Wetenschap
Een torenhoge rookwolk buldert in de Willow Fire bij Payson, Arizona op 8 juli 2004. Krediet:Eric Neitzel/ Wikimedia Commons
Onweersbuien veroorzaakt door een groep gigantische bosbranden in 2017 injecteerden een kleine vulkaan met aerosol in de stratosfeer, waardoor een rookpluim ontstond die bijna negen maanden aanhield. CIRES- en NOAA-onderzoekers die de pluim bestudeerden, ontdekten dat zwarte koolstof of roet in de rook de sleutel was tot de snelle opkomst van de pluim:het roet absorbeerde zonnestraling, de omringende lucht verwarmen en de pluim snel laten opstijgen.
De opwellende rookwolken boden onderzoekers een ideale gelegenheid om klimaatmodellen te testen die schatten hoe lang de deeltjeswolk zou aanhouden - na het bereiken van een maximale hoogte van 23 km, de rookpluim bleef vele maanden in de stratosfeer.
Deze modellen zijn ook belangrijk voor het begrijpen van de klimaateffecten van een nucleaire oorlog of geo-engineering.
"We vergeleken waarnemingen met modelberekeningen van de rookpluim. Dat hielp ons te begrijpen waarom de rookpluim zo hoog opsteeg en zo lang aanhield, die kunnen worden toegepast op andere stratosferische aërosolinjecties, zoals van vulkanen of nucleaire explosies, " zei NOAA-wetenschapper Karen Rosenlof, een lid van het auteursteam dat ook wetenschappers van CU Boulder omvatte, Marine onderzoek, Rutgers en andere instellingen.

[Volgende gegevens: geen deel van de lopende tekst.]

//! Quote provider tests against a mocked chart endpoint

use assert_matches::assert_matches;
use pretty_assertions::assert_eq;
use serde_json::json;
use wiremock::MockServer;

use crate::common::api_mock::{chart_json, mount_chart, not_found_json, received, ymd};
use crate::common::logging::{init_test_logging, log_test_step};
use crate::common::test_data::create_test_config;
use stocks_to_sheet::api::{fetch_daily_quote, FetchError, QuoteProvider, YahooClient};
use stocks_to_sheet::models::Ticker;
use stocks_to_sheet::utils::TradingCalendar;

#[tokio::test]
async fn test_daily_bars_request_and_parse() {
    init_test_logging();
    log_test_step("Fetching daily bars from mocked chart endpoint");

    let server = MockServer::start().await;
    let bars = [
        (ymd(2025, 9, 26), 20100.0, 20800.0, 19900.0, 20400.0, 152_340),
        (ymd(2025, 9, 29), 20500.0, 21000.0, 20300.0, 20910.0, 98_000),
    ];
    mount_chart(&server, r"082270\.KQ", 200, chart_json("082270.KQ", "GemVax", 20000.0, &bars)).await;

    let client = YahooClient::new(&create_test_config(&server.uri(), &[])).unwrap();
    let series = client
        .daily_bars("082270.KQ", ymd(2025, 9, 15), ymd(2025, 9, 30))
        .await
        .unwrap();

    assert_eq!(series.name, "GemVax");
    assert_eq!(series.bars.len(), 2);
    assert_eq!(series.bars[1].date, ymd(2025, 9, 29));
    assert_eq!(series.bars[1].close, Some(20910.0));

    let requests = received(&server, "GET", "/v8/finance/chart/082270.KQ").await;
    assert_eq!(requests.len(), 1);
    let query: std::collections::HashMap<_, _> = requests[0].url.query_pairs().into_owned().collect();
    assert_eq!(query["interval"], "1d");
    // 2025-09-15 00:00 UTC and the start of 2025-10-01 UTC
    assert_eq!(query["period1"], "1757894400");
    assert_eq!(query["period2"], "1759276800");
}

#[tokio::test]
async fn test_fetch_daily_quote_computes_change() {
    let server = MockServer::start().await;
    let bars = [
        (ymd(2025, 9, 26), 20100.0, 20800.0, 19900.0, 20000.0, 152_340),
        (ymd(2025, 9, 29), 20500.0, 21000.0, 20300.0, 20910.0, 98_000),
    ];
    mount_chart(&server, r"082270\.KQ", 200, chart_json("082270.KQ", "GemVax", 19000.0, &bars)).await;

    let client = YahooClient::new(&create_test_config(&server.uri(), &[])).unwrap();
    let ticker = Ticker::parse("082270.KQ").unwrap();
    let quote = fetch_daily_quote(&client, &ticker, ymd(2025, 9, 29))
        .await
        .unwrap()
        .expect("quote for trade date");

    assert_eq!(quote.code, "082270");
    assert_eq!(quote.open, 20500.0);
    assert_eq!(quote.volume, 98_000);
    assert_eq!(quote.change_pct, Some(4.55));

    // A date the ticker did not trade yields no quote
    let none = fetch_daily_quote(&client, &ticker, ymd(2025, 9, 30)).await.unwrap();
    assert_eq!(none, None);
}

#[tokio::test]
async fn test_unknown_symbol() {
    let server = MockServer::start().await;
    mount_chart(&server, "NOPE", 404, not_found_json()).await;

    let client = YahooClient::new(&create_test_config(&server.uri(), &[])).unwrap();
    let err = client
        .daily_bars("NOPE", ymd(2025, 9, 1), ymd(2025, 9, 2))
        .await
        .unwrap_err();

    assert_matches!(err, FetchError::UnknownSymbol(symbol) if symbol == "NOPE");
}

#[tokio::test]
async fn test_server_error_status() {
    let server = MockServer::start().await;
    mount_chart(&server, "AAPL", 503, json!({ "message": "busy" })).await;

    let client = YahooClient::new(&create_test_config(&server.uri(), &[])).unwrap();
    let err = client
        .daily_bars("AAPL", ymd(2025, 9, 1), ymd(2025, 9, 2))
        .await
        .unwrap_err();

    assert_matches!(err, FetchError::Status { status: 503, .. });
}

#[tokio::test]
async fn test_calendar_uses_reference_index() {
    init_test_logging();
    log_test_step("Resolving trade date across a holiday");

    let server = MockServer::start().await;
    // Index traded Wed and Thu; Fri 2025-10-03 was a holiday
    let bars = [
        (ymd(2025, 10, 1), 3400.0, 3420.0, 3390.0, 3410.0, 1),
        (ymd(2025, 10, 2), 3410.0, 3450.0, 3400.0, 3440.0, 1),
    ];
    mount_chart(&server, r"(\^|%5E)KS11", 200, chart_json("^KS11", "KOSPI", 3390.0, &bars)).await;

    let client = YahooClient::new(&create_test_config(&server.uri(), &[])).unwrap();
    let calendar = TradingCalendar::new(&client, Ticker::parse("^KS11").unwrap());

    assert_eq!(calendar.recent_trading_day(ymd(2025, 10, 3)).await, ymd(2025, 10, 2));
    // Sunday with the provider answering nothing useful falls back to Friday
    let empty_server = MockServer::start().await;
    let client = YahooClient::new(&create_test_config(&empty_server.uri(), &[])).unwrap();
    let calendar = TradingCalendar::new(&client, Ticker::parse("^KS11").unwrap());
    assert_eq!(calendar.recent_trading_day(ymd(2025, 10, 5)).await, ymd(2025, 10, 3));
}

De bevindingen zijn vandaag gepubliceerd in het tijdschrift Wetenschap .
Tijdens de zomer van 2017, bosbranden woedden over de Pacific Northwest. Op 12 augustus in Brits-Columbia, een groep branden en ideale weersomstandigheden veroorzaakten vijf bijna gelijktijdige torenhoge rookwolken of pyrocumulonimbuswolken die de rook hoog in de stratosfeer brachten. Binnen twee maanden, de pluim steeg van zijn aanvankelijke hoogte van ongeveer 12 km tot 23 km en bleef veel langer in de atmosfeer - satellieten konden hem zelfs na acht maanden waarnemen.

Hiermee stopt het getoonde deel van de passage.